BEGIN Data extract
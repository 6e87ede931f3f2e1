//! Motor control: manual speeds, collision avoidance and path following.

mod collision;
mod controller;
mod motor;

pub use collision::{CollisionConfig, CollisionDetector};
pub use controller::{ControlConfig, ControlState, MotorController};
pub use motor::{DummyDriver, MotorDriver, MotorError, SharedDriver};
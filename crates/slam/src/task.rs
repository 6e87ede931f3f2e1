//! The SLAM task: consumes sensor readings, drives the processor and filter.

use crate::conversion::{lidar_to_scan, ScanConversion};
use localization::{OdomSlamEkf, PoseEstimate};
use mapping::{ScanContainer, SlamProcessor};
use model::DiffDriveModel;
use std::sync::Arc;
use tokio::sync::{mpsc, watch};
use tracing::{debug, info};
use types::{LidarReading, OdometryReading, Pose};

#[derive(Debug, Clone)]
pub struct SlamTaskConfig {
    pub robot: DiffDriveModel,
    pub conversion: ScanConversion,
    /// Feed odometry readings into the filter
    pub use_odometry: bool,
}

/// Long-lived task owning the SLAM processor and the EKF.
///
/// Scans are processed strictly in arrival order from the sensor; odometry
/// and scans carry their own timestamps, so the filter is insensitive to
/// receive-order jitter between the two channels.
pub struct SlamTask {
    processor: SlamProcessor,
    filter: OdomSlamEkf,
    scan: ScanContainer,
    config: SlamTaskConfig,
    pose_tx: watch::Sender<PoseEstimate>,
    stop_rx: watch::Receiver<bool>,
    lidar_rx: mpsc::Receiver<Arc<LidarReading>>,
    odometry_rx: mpsc::Receiver<Arc<OdometryReading>>,
}

impl SlamTask {
    #[allow(clippy::too_many_arguments)]
    pub fn new(
        processor: SlamProcessor,
        config: SlamTaskConfig,
        lidar_rx: mpsc::Receiver<Arc<LidarReading>>,
        odometry_rx: mpsc::Receiver<Arc<OdometryReading>>,
        pose_tx: watch::Sender<PoseEstimate>,
        stop_rx: watch::Receiver<bool>,
    ) -> Self {
        let filter = OdomSlamEkf::new(config.robot);
        Self {
            processor,
            filter,
            scan: ScanContainer::new(),
            config,
            pose_tx,
            stop_rx,
            lidar_rx,
            odometry_rx,
        }
    }

    /// Run until the stop signal fires or both sensor channels close.
    /// Returns the processor so a stopped session can be resumed or saved.
    pub async fn run(mut self) -> SlamProcessor {
        info!("SLAM task running");

        enum Event {
            Stop,
            Continue,
            Odometry(Option<Arc<OdometryReading>>),
            Lidar(Option<Arc<LidarReading>>),
        }

        let mut odometry_open = true;
        let mut lidar_open = true;

        loop {
            let event = tokio::select! {
                result = self.stop_rx.changed() => {
                    if result.is_err() || *self.stop_rx.borrow() {
                        Event::Stop
                    } else {
                        Event::Continue
                    }
                }
                reading = self.odometry_rx.recv(), if odometry_open => Event::Odometry(reading),
                reading = self.lidar_rx.recv(), if lidar_open => Event::Lidar(reading),
            };

            match event {
                Event::Stop => break,
                Event::Continue => {}
                Event::Odometry(Some(reading)) => self.handle_odometry(&reading),
                Event::Lidar(Some(reading)) => self.handle_scan(&reading),
                Event::Odometry(None) => odometry_open = false,
                Event::Lidar(None) => lidar_open = false,
            }

            if !odometry_open && !lidar_open {
                break;
            }
        }

        self.filter.stop();
        info!("SLAM task stopped");
        self.processor
    }

    fn handle_odometry(&mut self, reading: &OdometryReading) {
        if !self.config.use_odometry {
            return;
        }
        self.filter.odometry_update(reading);
    }

    fn handle_scan(&mut self, reading: &LidarReading) {
        let estimate = self.filter.estimate();
        let hint = Pose::new(estimate[0], estimate[1], estimate[2]);

        lidar_to_scan(
            reading,
            &mut self.scan,
            self.processor.scale_to_map(),
            &self.config.robot,
            estimate[3],
            estimate[4],
            &self.config.conversion,
        );

        self.processor.update(&self.scan, hint);

        let matched = self.processor.last_scan_match_pose();
        self.filter.slam_update(matched, reading.timestamp);

        debug!(
            x = matched.x,
            y = matched.y,
            theta = matched.theta,
            beams = self.scan.len(),
            "scan processed"
        );

        let _ = self.pose_tx.send(self.filter.snapshot());
    }
}
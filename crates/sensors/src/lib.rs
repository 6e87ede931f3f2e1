//! Sensor reading fan-out.
//!
//! Each sensor task publishes its readings through a [`FanOut`], which holds
//! one bounded single-slot queue per subscriber. Publishing never blocks: a
//! subscriber that has not drained its slot misses the reading. That is the
//! right behavior for a real-time pipeline; a consumer that falls behind must
//! not accumulate stale scans.

use std::sync::atomic::{AtomicU64, Ordering};
use std::sync::Mutex;
use tokio::sync::mpsc;
use tracing::warn;

/// Fan-out publisher with non-blocking single-slot subscribers.
pub struct FanOut<T: Clone> {
    name: &'static str,
    subscribers: Mutex<Vec<mpsc::Sender<T>>>,
    dropped: AtomicU64,
}

impl<T: Clone> FanOut<T> {
    pub fn new(name: &'static str) -> Self {
        Self {
            name,
            subscribers: Mutex::new(Vec::new()),
            dropped: AtomicU64::new(0),
        }
    }

    /// Register a new subscriber. The returned receiver holds exactly one
    /// outgoing slot; dropping it unsubscribes.
    pub fn subscribe(&self) -> mpsc::Receiver<T> {
        let (tx, rx) = mpsc::channel(1);
        self.subscribers.lock().unwrap().push(tx);
        rx
    }

    /// Publish a reading to every subscriber without blocking. Full slots drop
    /// the reading; closed subscribers are pruned.
    pub fn publish(&self, reading: T) {
        let mut subscribers = self.subscribers.lock().unwrap();
        subscribers.retain(|tx| match tx.try_send(reading.clone()) {
            Ok(()) => true,
            Err(mpsc::error::TrySendError::Full(_)) => {
                self.dropped.fetch_add(1, Ordering::Relaxed);
                warn!(sensor = self.name, "subscriber slot full, reading dropped");
                true
            }
            Err(mpsc::error::TrySendError::Closed(_)) => false,
        });
    }

    /// Close all subscriber channels. Called by the sensor task on stop.
    pub fn close(&self) {
        self.subscribers.lock().unwrap().clear();
    }

    pub fn subscriber_count(&self) -> usize {
        self.subscribers.lock().unwrap().len()
    }

    /// Total readings dropped because a subscriber slot was full.
    pub fn dropped_count(&self) -> u64 {
        self.dropped.load(Ordering::Relaxed)
    }
}

#[cfg(test)]
mod tests {
    use super::*;

    #[tokio::test]
    async fn test_publish_reaches_subscriber() {
        let fanout = FanOut::<u32>::new("test");
        let mut rx = fanout.subscribe();
        fanout.publish(42u32);
        assert_eq!(rx.recv().await, Some(42));
    }

    #[tokio::test]
    async fn test_full_slot_drops_reading() {
        let fanout = FanOut::<u32>::new("test");
        let mut rx = fanout.subscribe();
        fanout.publish(1u32);
        fanout.publish(2u32);
        assert_eq!(fanout.dropped_count(), 1);
        // The slot still holds the first reading
        assert_eq!(rx.recv().await, Some(1));
    }

    #[tokio::test]
    async fn test_dropped_receiver_is_pruned() {
        let fanout = FanOut::<u32>::new("test");
        let rx = fanout.subscribe();
        assert_eq!(fanout.subscriber_count(), 1);
        drop(rx);
        fanout.publish(7u32);
        assert_eq!(fanout.subscriber_count(), 0);
    }

    #[tokio::test]
    async fn test_close_ends_stream() {
        let fanout = FanOut::<u32>::new("test");
        let mut rx = fanout.subscribe();
        fanout.close();
        assert_eq!(rx.recv().await, None);
    }

    #[tokio::test]
    async fn test_multiple_subscribers_each_get_reading() {
        let fanout = FanOut::<u32>::new("test");
        let mut rx1 = fanout.subscribe();
        let mut rx2 = fanout.subscribe();
        fanout.publish(9u32);
        assert_eq!(rx1.recv().await, Some(9));
        assert_eq!(rx2.recv().await, Some(9));
    }
}
//! Differential-drive kinematics.
//!
//! Models a robot with two parallel-mounted wheels. Equal wheel distances move
//! the robot straight ahead; unequal distances rotate it about a point on the
//! extended wheel axis.

use std::f64::consts::PI;
use types::Pose;

/// Geometry and encoder constants of a differential-drive robot, in SI units.
#[derive(Debug, Clone, Copy)]
pub struct DiffDriveModel {
    /// Distance between the centers of the two wheels (m)
    pub base_width: f64,
    /// Wheel radius (m)
    pub wheel_radius: f64,
    /// Encoder pulses per full wheel rotation
    pub odometry_ppr: u32,
}

impl DiffDriveModel {
    pub fn new(base_width: f64, wheel_radius: f64, odometry_ppr: u32) -> Self {
        Self {
            base_width,
            wheel_radius,
            odometry_ppr,
        }
    }

    /// Distance one encoder pulse corresponds to on the wheel circumference.
    pub fn distance_per_pulse(&self) -> f64 {
        2.0 * PI * self.wheel_radius / self.odometry_ppr as f64
    }

    /// Advance a pose by the distances the left and right wheel have rolled.
    pub fn roll_position(&self, dist_left: f64, dist_right: f64, prev: Pose) -> Pose {
        if dist_left == dist_right {
            return Pose {
                x: prev.x + dist_left * prev.theta.cos(),
                y: prev.y + dist_left * prev.theta.sin(),
                theta: prev.theta,
            };
        }

        let turn_radius =
            self.base_width * (dist_right + dist_left) / (2.0 * (dist_right - dist_left));
        let theta = prev.theta + (dist_right - dist_left) / self.base_width;
        Pose {
            x: prev.x + turn_radius * (theta.sin() - prev.theta.sin()),
            y: prev.y - turn_radius * (theta.cos() - prev.theta.cos()),
            theta,
        }
    }

    /// Advance a pose by raw encoder pulse counts from each wheel.
    pub fn odometry_position(&self, pulses_left: i32, pulses_right: i32, prev: Pose) -> Pose {
        let per_pulse = self.distance_per_pulse();
        self.roll_position(
            per_pulse * pulses_left as f64,
            per_pulse * pulses_right as f64,
            prev,
        )
    }
}

impl Default for DiffDriveModel {
    fn default() -> Self {
        Self {
            base_width: 0.4,
            wheel_radius: 0.05,
            odometry_ppr: 200,
        }
    }
}

#[cfg(test)]
mod tests {
    use super::*;
    use approx::assert_relative_eq;

    #[test]
    fn test_distance_per_pulse() {
        let robot = DiffDriveModel::new(0.4, 0.05, 200);
        assert_relative_eq!(robot.distance_per_pulse(), PI * 0.1 / 200.0, epsilon = 1e-12);
    }

    #[test]
    fn test_roll_straight() {
        let robot = DiffDriveModel::default();
        let pose = robot.roll_position(1.0, 1.0, Pose::default());
        assert_relative_eq!(pose.x, 1.0, epsilon = 1e-12);
        assert_relative_eq!(pose.y, 0.0, epsilon = 1e-12);
        assert_relative_eq!(pose.theta, 0.0, epsilon = 1e-12);
    }

    #[test]
    fn test_roll_straight_respects_heading() {
        let robot = DiffDriveModel::default();
        let start = Pose::new(0.0, 0.0, PI / 2.0);
        let pose = robot.roll_position(2.0, 2.0, start);
        assert_relative_eq!(pose.x, 0.0, epsilon = 1e-12);
        assert_relative_eq!(pose.y, 2.0, epsilon = 1e-12);
    }

    #[test]
    fn test_roll_spin_in_place() {
        // Opposite wheel distances rotate about the axle center
        let robot = DiffDriveModel::new(0.4, 0.05, 200);
        let quarter = PI / 2.0 * robot.base_width / 2.0;
        let pose = robot.roll_position(-quarter, quarter, Pose::default());
        assert_relative_eq!(pose.x, 0.0, epsilon = 1e-9);
        assert_relative_eq!(pose.y, 0.0, epsilon = 1e-9);
        assert_relative_eq!(pose.theta, PI / 2.0, epsilon = 1e-9);
    }

    #[test]
    fn test_roll_full_circle_returns_home() {
        let robot = DiffDriveModel::new(0.4, 0.05, 200);
        // One wheel still, the other drives a full circle of radius base_width
        let outer = 2.0 * PI * robot.base_width;
        let pose = robot.roll_position(0.0, outer, Pose::default());
        assert_relative_eq!(pose.x, 0.0, epsilon = 1e-9);
        assert_relative_eq!(pose.y, 0.0, epsilon = 1e-9);
        assert_relative_eq!(pose.theta, 2.0 * PI, epsilon = 1e-9);
    }

    #[test]
    fn test_odometry_position_straight() {
        let robot = DiffDriveModel::new(0.4, 0.05, 200);
        let pose = robot.odometry_position(1000, 1000, Pose::default());
        assert_relative_eq!(pose.x, 1000.0 * robot.distance_per_pulse(), epsilon = 1e-9);
        assert_relative_eq!(pose.y, 0.0, epsilon = 1e-12);
    }
}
END Data extract
Your assignment:
Each line holding "mpsc" in the records should be copied out.

Finished exercise:
use tokio::sync::{mpsc, watch};
    lidar_rx: mpsc::Receiver<Arc<LidarReading>>,
    odometry_rx: mpsc::Receiver<Arc<OdometryReading>>,
        lidar_rx: mpsc::Receiver<Arc<LidarReading>>,
        odometry_rx: mpsc::Receiver<Arc<OdometryReading>>,
use tokio::sync::mpsc;
    subscribers: Mutex<Vec<mpsc::Sender<T>>>,
    pub fn subscribe(&self) -> mpsc::Receiver<T> {
        let (tx, rx) = mpsc::channel(1);
            Err(mpsc::error::TrySendError::Full(_)) => {
            Err(mpsc::error::TrySendError::Closed(_)) => false,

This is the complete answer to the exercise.